Oceana Coastal Kitchen

Situated in one of San Diego’s most iconic beachfront resort hotels, Oceana Coastal Kitchen provides a glimpse of potential ideas to come in the quickly escalating Mission Beach area.

The Evans Hotels-owned Catamaran Resort and Spa has been a Mission Avenue fixture since the late 1950s and has seen its Polynesian motif rise and fall in popularity through the years. The last decade reintroduced tiki and other nods to modern primitivism as people with a hankering for space-age nostalgia rediscovered Mid-century Modern design, Palm Springs chic and Hawaiian shirts.

One thing that lost its cool factor was the Atoll Restaurant inside the Catamaran. New in the late 1980s, the Atoll was part of a larger resort remodel effort, but didn’t see much in the way of updating for nearly 25 years. After the adjoining spa underwent a luxurious ($2 million) facelift in 2005, it became clear that something had to happen to the Atoll to keep pace with the direction Evans was taking its properties.

Kristine Smith Design Studio, based in Escondido, worked with the Delawie architecture firm in Little Italy and Dempsey Construction of Carlsbad to reconfigure and redesign the restaurant, which debuted as Oceana in February.

“Location was my driving force,” Kristine says. “My palette came from the ocean and from the existing hotel — moving in a fresh direction without ignoring the strength of the Catamaran brand.” She understood that she couldn’t stray too far from the resort’s visual experience, but also that the restaurant had an important role to play in the character and draw of the resort.

To avoid the “sea of tables” seating scheme, Kristine relied on upholstered banquettes and low booths for intimacy. “Everything is anchored to the center of the room in some way,” she says. The visual centerpiece is an 800-gallon, circular jellyfish tank. “Bill Evans is very visionary,” Kristine says. “From the tank to moving exterior walls and incorporating a pergola design for outdoor dining, he definitely knew how to make that open-air feel a reality.”
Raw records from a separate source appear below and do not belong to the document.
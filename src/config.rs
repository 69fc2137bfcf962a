//! Configuration management for the `AirAware` application
//!
//! Handles loading configuration from files, environment variables,
//! and provides validation for all configuration settings.

use crate::AirAwareError;
use anyhow::{Context, Result};
use config::{Config, Environment, File};
use serde::{Deserialize, Serialize};
use std::path::PathBuf;

/// Root configuration structure for the `AirAware` application
#[derive(Debug, Clone, Default, Serialize, Deserialize)]
#[serde(default)]
pub struct AirAwareConfig {
    /// Shared HTTP client settings
    pub http: HttpConfig,
    /// Nominatim geocoding settings
    pub geocoding: GeocodingConfig,
    /// OpenAQ API and archive settings
    pub openaq: OpenAqConfig,
    /// Open-Meteo archive settings
    pub weather: WeatherConfig,
    /// Cache configuration
    pub cache: CacheConfig,
    /// Logging configuration
    pub logging: LoggingConfig,
    /// Trace export configuration
    pub telemetry: TelemetryConfig,
    /// Default analysis settings
    pub defaults: DefaultsConfig,
}

/// HTTP client configuration settings
#[derive(Debug, Clone, Serialize, Deserialize)]
#[serde(default)]
pub struct HttpConfig {
    /// Request timeout in seconds
    pub timeout_seconds: u32,
    /// Maximum number of retries for transient failures
    pub max_retries: u32,
    /// User agent sent with every request. Nominatim requires a descriptive one.
    pub user_agent: String,
}

/// Nominatim geocoding settings
#[derive(Debug, Clone, Serialize, Deserialize)]
#[serde(default)]
pub struct GeocodingConfig {
    pub base_url: String,
    /// Distance the raw bounding box is grown by on every side
    pub expansion_km: f64,
    /// Minimum spacing between Nominatim requests; its usage policy allows one per second
    pub min_request_interval_ms: u64,
}

/// OpenAQ settings
#[derive(Debug, Clone, Serialize, Deserialize)]
#[serde(default)]
pub struct OpenAqConfig {
    /// OpenAQ v3 API key, sent as `X-API-Key`
    pub api_key: Option<String>,
    pub base_url: String,
    /// Public S3 bucket holding the daily `csv.gz` records
    pub archive_url: String,
    /// Maximum number of stations considered per bounding box
    pub location_limit: u32,
    pub max_concurrent_downloads: usize,
}

/// Open-Meteo settings
#[derive(Debug, Clone, Serialize, Deserialize)]
#[serde(default)]
pub struct WeatherConfig {
    pub archive_url: String,
}

/// Cache configuration settings
#[derive(Debug, Clone, Serialize, Deserialize)]
#[serde(default)]
pub struct CacheConfig {
    pub enabled: bool,
    /// Cache directory location
    pub location: String,
}

/// Logging configuration settings
#[derive(Debug, Clone, Serialize, Deserialize)]
#[serde(default)]
pub struct LoggingConfig {
    /// Log level (error, warn, info, debug, trace)
    pub level: String,
    /// Log format (pretty or json)
    pub format: String,
}

/// OTLP trace export, disabled unless an endpoint is configured
#[derive(Debug, Clone, Default, Serialize, Deserialize)]
#[serde(default)]
pub struct TelemetryConfig {
    pub otlp_endpoint: Option<String>,
}

/// Default analysis settings
#[derive(Debug, Clone, Serialize, Deserialize)]
#[serde(default)]
pub struct DefaultsConfig {
    pub locations: Vec<String>,
    pub parameters: Vec<String>,
    /// How far back the default start date lies
    pub lookback_days: u32,
    /// Length of the default window when only a start date is given
    pub window_days: u32,
    /// Largest accepted date range
    pub max_range_days: u32,
    pub author: String,
}

// Default value functions
fn default_timeout() -> u32 {
    30
}

fn default_max_retries() -> u32 {
    3
}

fn default_user_agent() -> String {
    format!("AirAware/{} (air quality reports)", crate::VERSION)
}

fn default_nominatim_url() -> String {
    "https://nominatim.openstreetmap.org".to_string()
}

fn default_expansion_km() -> f64 {
    15.0
}

fn default_geocoding_interval_ms() -> u64 {
    1000
}

fn default_openaq_url() -> String {
    "https://api.openaq.org".to_string()
}

fn default_openaq_archive_url() -> String {
    "https://openaq-data-archive.s3.amazonaws.com".to_string()
}

fn default_location_limit() -> u32 {
    100
}

fn default_max_concurrent_downloads() -> usize {
    4
}

fn default_weather_archive_url() -> String {
    "https://archive-api.open-meteo.com/v1".to_string()
}

fn default_cache_location() -> String {
    dirs::cache_dir()
        .map(|dir| dir.join("airaware").to_string_lossy().into_owned())
        .unwrap_or_else(|| ".airaware-cache".to_string())
}

fn default_log_level() -> String {
    "info".to_string()
}

fn default_log_format() -> String {
    "pretty".to_string()
}

impl Default for HttpConfig {
    fn default() -> Self {
        Self {
            timeout_seconds: default_timeout(),
            max_retries: default_max_retries(),
            user_agent: default_user_agent(),
        }
    }
}

impl Default for GeocodingConfig {
    fn default() -> Self {
        Self {
            base_url: default_nominatim_url(),
            expansion_km: default_expansion_km(),
            min_request_interval_ms: default_geocoding_interval_ms(),
        }
    }
}

impl Default for OpenAqConfig {
    fn default() -> Self {
        Self {
            api_key: None,
            base_url: default_openaq_url(),
            archive_url: default_openaq_archive_url(),
            location_limit: default_location_limit(),
            max_concurrent_downloads: default_max_concurrent_downloads(),
        }
    }
}

impl Default for WeatherConfig {
    fn default() -> Self {
        Self {
            archive_url: default_weather_archive_url(),
        }
    }
}

impl Default for CacheConfig {
    fn default() -> Self {
        Self {
            enabled: true,
            location: default_cache_location(),
        }
    }
}

impl Default for LoggingConfig {
    fn default() -> Self {
        Self {
            level: default_log_level(),
            format: default_log_format(),
        }
    }
}

impl Default for DefaultsConfig {
    fn default() -> Self {
        Self {
            locations: vec!["New Delhi, India".to_string(), "Chennai, India".to_string()],
            parameters: vec!["pm25".to_string()],
            lookback_days: 60,
            window_days: 3,
            max_range_days: 31,
            author: "AirAware".to_string(),
        }
    }
}

impl OpenAqConfig {
    /// The key is only needed once air quality is actually fetched
    pub fn require_api_key(&self) -> crate::Result<&str> {
        self.api_key.as_deref().ok_or_else(|| {
            AirAwareError::config(
                "OpenAQ API key missing. Set OPENAQ_API_KEY or openaq.api_key in the config file",
            )
        })
    }
}

impl AirAwareConfig {
    /// Load configuration from the given file, or the default location, plus environment variables
    pub fn load_from_path(config_path: Option<PathBuf>) -> Result<Self> {
        let mut builder = Config::builder();

        let config_file = config_path.unwrap_or_else(|| {
            Self::get_config_path().unwrap_or_else(|| PathBuf::from("airaware.toml"))
        });

        if config_file.exists() {
            builder = builder.add_source(
                File::from(config_file.clone())
                    .required(false)
                    .format(config::FileFormat::Toml),
            );
        }

        // AIRAWARE__OPENAQ__API_KEY=... overrides openaq.api_key
        builder = builder.add_source(
            Environment::with_prefix("AIRAWARE")
                .prefix_separator("__")
                .separator("__")
                .try_parsing(true),
        );

        let settings = builder
            .build()
            .with_context(|| "Failed to build configuration")?;

        let mut config: AirAwareConfig = settings
            .try_deserialize()
            .with_context(|| "Failed to deserialize configuration")?;

        // The conventional OpenAQ variable wins over nothing, never over explicit config
        if config.openaq.api_key.is_none() {
            config.openaq.api_key = std::env::var("OPENAQ_API_KEY").ok();
        }

        config.apply_defaults();
        config.validate()?;

        Ok(config)
    }

    /// Get the default configuration file path
    #[must_use]
    pub fn get_config_path() -> Option<PathBuf> {
        dirs::config_dir().map(|dir| dir.join("airaware").join("config.toml"))
    }

    /// Apply default values to empty configuration fields
    pub fn apply_defaults(&mut self) {
        if self.http.timeout_seconds == 0 {
            self.http.timeout_seconds = default_timeout();
        }
        if self.http.user_agent.is_empty() {
            self.http.user_agent = default_user_agent();
        }
        if self.geocoding.base_url.is_empty() {
            self.geocoding.base_url = default_nominatim_url();
        }
        if self.openaq.base_url.is_empty() {
            self.openaq.base_url = default_openaq_url();
        }
        if self.openaq.archive_url.is_empty() {
            self.openaq.archive_url = default_openaq_archive_url();
        }
        if self.openaq.location_limit == 0 {
            self.openaq.location_limit = default_location_limit();
        }
        if self.openaq.max_concurrent_downloads == 0 {
            self.openaq.max_concurrent_downloads = default_max_concurrent_downloads();
        }
        if self.weather.archive_url.is_empty() {
            self.weather.archive_url = default_weather_archive_url();
        }
        if self.cache.location.is_empty() {
            self.cache.location = default_cache_location();
        }
        if self.logging.level.is_empty() {
            self.logging.level = default_log_level();
        }
        if self.logging.format.is_empty() {
            self.logging.format = default_log_format();
        }
        if self.openaq.api_key.as_deref().is_some_and(|key| key.trim().is_empty()) {
            self.openaq.api_key = None;
        }
    }

    /// Validate all configuration settings
    pub fn validate(&self) -> Result<()> {
        self.validate_numeric_ranges()?;
        self.validate_string_values()?;
        Ok(())
    }

    /// Validate numeric configuration ranges
    fn validate_numeric_ranges(&self) -> Result<()> {
        if self.http.timeout_seconds > 300 {
            return Err(
                AirAwareError::config("HTTP timeout cannot exceed 300 seconds").into(),
            );
        }

        if self.http.max_retries > 10 {
            return Err(AirAwareError::config("HTTP max retries cannot exceed 10").into());
        }

        if !(0.0..=200.0).contains(&self.geocoding.expansion_km) {
            return Err(AirAwareError::config(
                "Bounding box expansion must be between 0 and 200 km",
            )
            .into());
        }

        if self.geocoding.min_request_interval_ms > 60_000 {
            return Err(AirAwareError::config(
                "Geocoding request interval cannot exceed 60000 ms",
            )
            .into());
        }

        if self.openaq.location_limit > 1000 {
            return Err(
                AirAwareError::config("OpenAQ location limit cannot exceed 1000").into(),
            );
        }

        if self.openaq.max_concurrent_downloads > 32 {
            return Err(AirAwareError::config(
                "Concurrent archive downloads cannot exceed 32",
            )
            .into());
        }

        if !(1..=3650).contains(&self.defaults.lookback_days) {
            return Err(AirAwareError::config(
                "Default lookback must be between 1 and 3650 days",
            )
            .into());
        }

        if self.defaults.window_days > 366 {
            return Err(AirAwareError::config("Default window cannot exceed 366 days").into());
        }

        if self.defaults.max_range_days == 0 || self.defaults.max_range_days > 366 {
            return Err(AirAwareError::config(
                "Maximum date range must be between 1 and 366 days",
            )
            .into());
        }

        Ok(())
    }

    /// Validate string configuration values
    fn validate_string_values(&self) -> Result<()> {
        let valid_log_levels = ["error", "warn", "info", "debug", "trace"];
        if !valid_log_levels.contains(&self.logging.level.as_str()) {
            return Err(AirAwareError::config(format!(
                "Invalid log level '{}'. Must be one of: {}",
                self.logging.level,
                valid_log_levels.join(", ")
            ))
            .into());
        }

        let valid_log_formats = ["pretty", "json"];
        if !valid_log_formats.contains(&self.logging.format.as_str()) {
            return Err(AirAwareError::config(format!(
                "Invalid log format '{}'. Must be one of: {}",
                self.logging.format,
                valid_log_formats.join(", ")
            ))
            .into());
        }

        for (name, url) in [
            ("geocoding.base_url", &self.geocoding.base_url),
            ("openaq.base_url", &self.openaq.base_url),
            ("openaq.archive_url", &self.openaq.archive_url),
            ("weather.archive_url", &self.weather.archive_url),
        ] {
            if !url.starts_with("http://") && !url.starts_with("https://") {
                return Err(AirAwareError::config(format!(
                    "{name} must be a valid HTTP or HTTPS URL"
                ))
                .into());
            }
        }

        Ok(())
    }
}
A new cold bar area near the entrance showcases chefs at work on towering seafood creations and sushi. For the bar, Kristine chose Vetrostone, a striking combination of quartz, seashells and sea glass.
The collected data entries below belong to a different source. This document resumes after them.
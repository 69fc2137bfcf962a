//! US EPA Air Quality Index for particulate matter
//!
//! Uses the breakpoints in effect since May 2024. Only `pm25` and `pm10` are
//! covered; daily means of other pollutants have no AQI here.

use serde::{Deserialize, Serialize};
use std::fmt;

/// AQI category with its EPA label
#[derive(Debug, Clone, Copy, PartialEq, Eq, PartialOrd, Ord, Serialize, Deserialize)]
pub enum AqiCategory {
    /// 0-50
    Good,
    /// 51-100
    Moderate,
    /// 101-150
    UnhealthyForSensitiveGroups,
    /// 151-200
    Unhealthy,
    /// 201-300
    VeryUnhealthy,
    /// 301-500
    Hazardous,
}

impl AqiCategory {
    #[must_use]
    pub fn label(self) -> &'static str {
        match self {
            AqiCategory::Good => "Good",
            AqiCategory::Moderate => "Moderate",
            AqiCategory::UnhealthyForSensitiveGroups => "Unhealthy for Sensitive Groups",
            AqiCategory::Unhealthy => "Unhealthy",
            AqiCategory::VeryUnhealthy => "Very Unhealthy",
            AqiCategory::Hazardous => "Hazardous",
        }
    }

    /// Short health guidance for the category
    #[must_use]
    pub fn health_message(self) -> &'static str {
        match self {
            AqiCategory::Good => "Air quality is satisfactory and poses little or no risk.",
            AqiCategory::Moderate => {
                "Acceptable, though unusually sensitive people should limit prolonged exertion outdoors."
            }
            AqiCategory::UnhealthyForSensitiveGroups => {
                "Children, older adults and people with heart or lung disease should reduce prolonged exertion outdoors."
            }
            AqiCategory::Unhealthy => {
                "Everyone may begin to experience health effects; sensitive groups should avoid exertion outdoors."
            }
            AqiCategory::VeryUnhealthy => {
                "Health alert: everyone should avoid prolonged exertion outdoors."
            }
            AqiCategory::Hazardous => "Emergency conditions: everyone should stay indoors.",
        }
    }

    fn from_index(index: u16) -> Self {
        match index {
            0..=50 => AqiCategory::Good,
            51..=100 => AqiCategory::Moderate,
            101..=150 => AqiCategory::UnhealthyForSensitiveGroups,
            151..=200 => AqiCategory::Unhealthy,
            201..=300 => AqiCategory::VeryUnhealthy,
            _ => AqiCategory::Hazardous,
        }
    }
}

impl fmt::Display for AqiCategory {
    fn fmt(&self, f: &mut fmt::Formatter<'_>) -> fmt::Result {
        f.write_str(self.label())
    }
}

/// An AQI value and its category
#[derive(Debug, Clone, Copy, PartialEq, Eq, Serialize, Deserialize)]
pub struct Aqi {
    pub value: u16,
    pub category: AqiCategory,
}

/// `(c_low, c_high, i_low, i_high)`
type Breakpoint = (f64, f64, u16, u16);

const PM25_BREAKPOINTS: [Breakpoint; 6] = [
    (0.0, 9.0, 0, 50),
    (9.1, 35.4, 51, 100),
    (35.5, 55.4, 101, 150),
    (55.5, 125.4, 151, 200),
    (125.5, 225.4, 201, 300),
    (225.5, 325.4, 301, 500),
];

const PM10_BREAKPOINTS: [Breakpoint; 6] = [
    (0.0, 54.0, 0, 50),
    (55.0, 154.0, 51, 100),
    (155.0, 254.0, 101, 150),
    (255.0, 354.0, 151, 200),
    (355.0, 424.0, 201, 300),
    (425.0, 604.0, 301, 500),
];

fn interpolate(concentration: f64, table: &[Breakpoint]) -> Option<u16> {
    let (_, top, _, _) = *table.last()?;
    if concentration > top {
        return Some(500);
    }
    table
        .iter()
        .find(|(low, high, _, _)| concentration >= *low && concentration <= *high)
        .map(|&(c_low, c_high, i_low, i_high)| {
            let scaled = f64::from(i_high - i_low) / (c_high - c_low) * (concentration - c_low);
            (f64::from(i_low) + scaled).round() as u16
        })
}

/// US AQI of a concentration in µg/m³, `None` for unsupported parameters or
/// negative / non-finite input
#[must_use]
pub fn us_aqi(parameter: &str, concentration: f64) -> Option<Aqi> {
    if !concentration.is_finite() || concentration < 0.0 {
        return None;
    }
    let value = match parameter {
        // EPA truncates PM2.5 to one decimal, PM10 to an integer
        "pm25" => interpolate((concentration * 10.0).trunc() / 10.0, &PM25_BREAKPOINTS)?,
        "pm10" => interpolate(concentration.trunc(), &PM10_BREAKPOINTS)?,
        _ => return None,
    };
    Some(Aqi {
        value,
        category: AqiCategory::from_index(value),
    })
}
The stacked-quartzite wall behind the bar presented a challenge. “The pieces are wedge-shaped, so we had to make the design on tabletops and slide the pieces around until we were happy,” Kristine says. “Then we had to transfer them one at time to the installation crew.”
One-inch-square, iridized glass tiles accent 16-inch-square, copper quartzite tiles on the floor that runs from the restaurant entry along the cold bar.

A wood-paneled pony wall — anchored to the ceiling by etched-glass panes lit by programmable, color-changing LEDs — separates the cold bar from the main dining room. “We started with the idea of cast glass,” Kristine says, “but our vendor insisted we’d be happier with the way etched glass handles the light.”

Beyond the wall, carpeting in muted blues, greens and tans sweeps through the dining room. Kristine made a bold move with a pattern of the scale typically seen in casinos and convention centers.

“It has such a huge ‘repeat’ that I wasn’t sure it would work in a smaller area,” she says. But the sea-themed hues work in context with the whole.

To further link Oceana to its Catamaran DNA, Kristine reused tabletops from the Atoll and commissioned the original crafts-man to make new tables from koa wood.

“From lobby to restaurant, I wanted to keep the experience smooth and in step,” she says. “I sourced chairs from Bali. And James Stone, a glass artist in North County, made our sconces and the colorful, flower-like ceiling fixtures in the semi-private dining room. The large wooden dining table in that room was crafted locally by the David Alan Collection in Solana Beach.”

With the restaurant’s redesign, more patrons can eat alfresco under shade from a new trellis or inside (but with an outdoor feel, thanks to folding glass doors that remove the barriers between spaces).

“I’m pleased with the way Oceana joins the resort to the bay,” Kristine says. “From the food to the view, you get a great sense of continuity in the space.”